I'm adding a "me too" to this one, I was pointed to this bug after posting this problem on the lm_sensors mailing list. I have a Sony Vaio PCV-RX550 with an ASUS P4B-LX motherboard, but when PNPACPI is enabled, I cannot accesss the W83781D/W83627HF. The w83781d driver complains (with i2c chip debugging) "Request of region 0x290-0x297 for w83781d failed", and /proc/ioports shows "pnp 00:0d" at port 0x0295-0x0296. This machine is dual-booted with Windows XP, which has no problem with the fan control. The DSDT compiles file with the Intel compiler, only giving 1 warning about _WAK. I can provide any logs/dumps needed, for now, I've disabled PNPACPI and switched to PNPBIOS in the meantime.
Explanation in #21 is bogus. BIOS is correct, and chips responds to the xx5 & xx6 addresses only, so Linux driver requesting xx0 - xx7 is incorrect, mixing requested region alignement with its size and base. I see no problem with it87/lm78/w83781d drivers - if they want to request full 8 byte range, let's do that. Though I think that it87/lm87/w83781d drivers just suffer from same problem like w83627hf driver - all three drivers are poking at ports base + 1, base + 2, base + 3, base + 7 - which all do not exist, and so on most of motherboards they'll all yield 0xFF, and so this "detection" passes. But this says nothing about what chip is at base + 5 & base + 6, only address to which it87/lm78/w83781d/w836x7 chips respond. They only tell you that I/O ports around this hardware monitor chip are unused. But it is completely legal to put legacy LPT port at 0x378-0x37A while hardware monitor at 0x37D-0x37E, and for this configuration "test" in it87/lm87/w83781d fails, and all four drivers in their current state fail to load as they incorrectly request range parallel port driver already reserved for itself.

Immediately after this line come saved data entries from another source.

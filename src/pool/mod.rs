//! Worker pool subsystem.
//!
//! # Data Flow
//! ```text
//! acceptor ──push──▶ queue.rs (bounded, blocking) ──pop──▶ worker.rs (N threads)
//! ```
//!
//! # Design Decisions
//! - A single shared FIFO queue; no per-worker queues or work stealing
//! - A full queue blocks the acceptor, so excess clients wait in the
//!   kernel accept backlog
//! - Closing the queue is the shutdown signal for workers

pub mod queue;
pub mod worker;

pub use queue::{BoundedQueue, PushError};
pub use worker::WorkerPool;
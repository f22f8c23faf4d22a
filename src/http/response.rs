//! Response catalog.
//!
//! # Responsibilities
//! - Enumerate every status this server can produce
//! - Provide the numeric code, reason phrase and canned body for each
//!
//! # Design Decisions
//! - Responses are plain `Copy` values, never shared mutable state
//! - The canned body is the reason phrase followed by a newline

use std::fmt;

/// A status the server can send, from a fixed catalog.
#[derive(Debug, Clone, Copy, PartialEq, Eq, Hash)]
pub enum Response {
    Ok,
    Created,
    BadRequest,
    Forbidden,
    NotFound,
    InternalServerError,
    NotImplemented,
    VersionNotSupported,
}

impl Response {
    /// Numeric HTTP status code.
    pub fn code(self) -> u16 {
        match self {
            Response::Ok => 200,
            Response::Created => 201,
            Response::BadRequest => 400,
            Response::Forbidden => 403,
            Response::NotFound => 404,
            Response::InternalServerError => 500,
            Response::NotImplemented => 501,
            Response::VersionNotSupported => 505,
        }
    }

    /// Reason phrase for the status line.
    pub fn reason(self) -> &'static str {
        match self {
            Response::Ok => "OK",
            Response::Created => "Created",
            Response::BadRequest => "Bad Request",
            Response::Forbidden => "Forbidden",
            Response::NotFound => "Not Found",
            Response::InternalServerError => "Internal Server Error",
            Response::NotImplemented => "Not Implemented",
            Response::VersionNotSupported => "Version Not Supported",
        }
    }

    /// Body sent when the response carries no file content.
    pub fn body(self) -> String {
        format!("{}\n", self.reason())
    }
}

impl fmt::Display for Response {
    fn fmt(&self, f: &mut fmt::Formatter<'_>) -> fmt::Result {
        write!(f, "{} {}", self.code(), self.reason())
    }
}
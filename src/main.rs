//! `httpserver`: multi-threaded GET/PUT file server.
//!
//! # Architecture Overview
//!
//! ```text
//!     Client ──▶ acceptor ──push──▶ ┌──────────────┐ ──pop──▶ worker 0 ─┐
//!                (blocking accept)  │ bounded queue│ ──pop──▶ worker 1 ─┤
//!                                   │  (capacity C)│ ──pop──▶   ...     ├─▶ GET / PUT / 501
//!                                   └──────────────┘ ──pop──▶ worker N ─┘        │
//!                                                                               ▼
//!                                        file access table (open + flock) · audit log (stderr)
//! ```
//!
//! Usage: `httpserver [-t threads] [-c config.toml] [--root dir] <port>`

use std::path::PathBuf;

use clap::Parser;

use file_server::config::{read_config, validate_config, ConfigError, ServerConfig};
use file_server::lifecycle::spawn_signal_listener;
use file_server::net::Listener;
use file_server::observability::{logging, metrics};
use file_server::HttpServer;

#[derive(Parser)]
#[command(name = "httpserver")]
#[command(about = "Multi-threaded GET/PUT file server", long_about = None)]
struct Cli {
    /// TCP port to listen on.
    port: u16,

    /// Number of worker threads.
    #[arg(short = 't', long = "threads")]
    threads: Option<usize>,

    /// TOML configuration file; command-line values override it.
    #[arg(short, long)]
    config: Option<PathBuf>,

    /// Directory request URIs resolve against.
    #[arg(long)]
    root: Option<PathBuf>,
}

impl Cli {
    fn into_config(self) -> Result<ServerConfig, ConfigError> {
        let mut config = match &self.config {
            Some(path) => read_config(path)?,
            None => ServerConfig::default(),
        };

        config.listener.port = self.port;
        if let Some(threads) = self.threads {
            config.workers.threads = threads;
        }
        if let Some(root) = self.root {
            config.storage.root = root;
        }

        validate_config(&config).map_err(ConfigError::Validation)?;
        Ok(config)
    }
}

fn main() -> Result<(), Box<dyn std::error::Error>> {
    let config = Cli::parse().into_config()?;

    logging::init(&config.observability.log_level);
    tracing::info!("httpserver v{} starting", env!("CARGO_PKG_VERSION"));

    tracing::info!(
        port = config.listener.port,
        workers = config.workers.threads,
        read_timeout_secs = config.timeouts.read_secs,
        write_timeout_secs = config.timeouts.write_secs,
        "Configuration loaded"
    );

    if config.observability.metrics_enabled {
        if let Ok(addr) = config.observability.metrics_address.parse() {
            metrics::init_metrics(addr);
        } else {
            tracing::error!(
                metrics_address = %config.observability.metrics_address,
                "Failed to parse metrics address"
            );
        }
    }

    let listener = Listener::bind(&config.listener)?;
    let server = HttpServer::new(config);
    spawn_signal_listener(server.shutdown_handle())?;

    server.run(listener)?;

    tracing::info!("Shutdown complete");
    Ok(())
}
//! File access subsystem.
//!
//! # Data Flow
//! ```text
//! GET uri → access.rs [read section: open O_RDONLY + flock(SH)] → ReadLease
//! PUT uri → access.rs [write section: open O_CREAT|O_WRONLY + flock(EX) + truncate] → WriteLease
//! lease dropped → unlock + close
//! ```
//!
//! # Design Decisions
//! - Many readers per path, one writer per path, writer excludes readers
//! - Requests on different paths only contend for the brief open+lock step

pub mod access;

pub use access::{AccessError, FileAccess, ReadLease, WriteLease};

Petr finally convinced me he was right about the W836x7HF family of chips, requesting only 0x295-0x296 instead of 0x290-0x297 is correct and should be safe unless other drivers themselves are broken. I've accepted a patch which changes the I/O range requested by the w83627hf and w83627ehf drivers. It should hit -mm within a release or two, and 2.6.15 should include it. David, can you reassign this bug to me? It was actually a hardware monitoring driver issue, even if it wasn't totally obvious to me at first. As for the other chips and drivers: * it87: The IT8705F/IT8712F chips do decode the whole address range, so requesting 0x290-0x297 is correct and won't be changed. * lm78: Only 0x295-0x296 seems to be decoded by the LM78/LM79. However, the non-decoding of the other ports is used for pre-detection purposes, because this is about the only way we have to be reasonably sure that we have a hardware monitoring chip (or nothing at all) at this location and writing to 0x295 will not break anything. Using the non-decoded ports for a different device would break detection, so there's little point in changing the driver to support it. * w83781d: Not tested, but the requirements are the same as for lm78 WRT pre-detection, so let's not change it.
2.6.14-rc4-mm1 has Petr's fix and should work.
The fix is in 2.6.15-rc1, I'm closing this bug.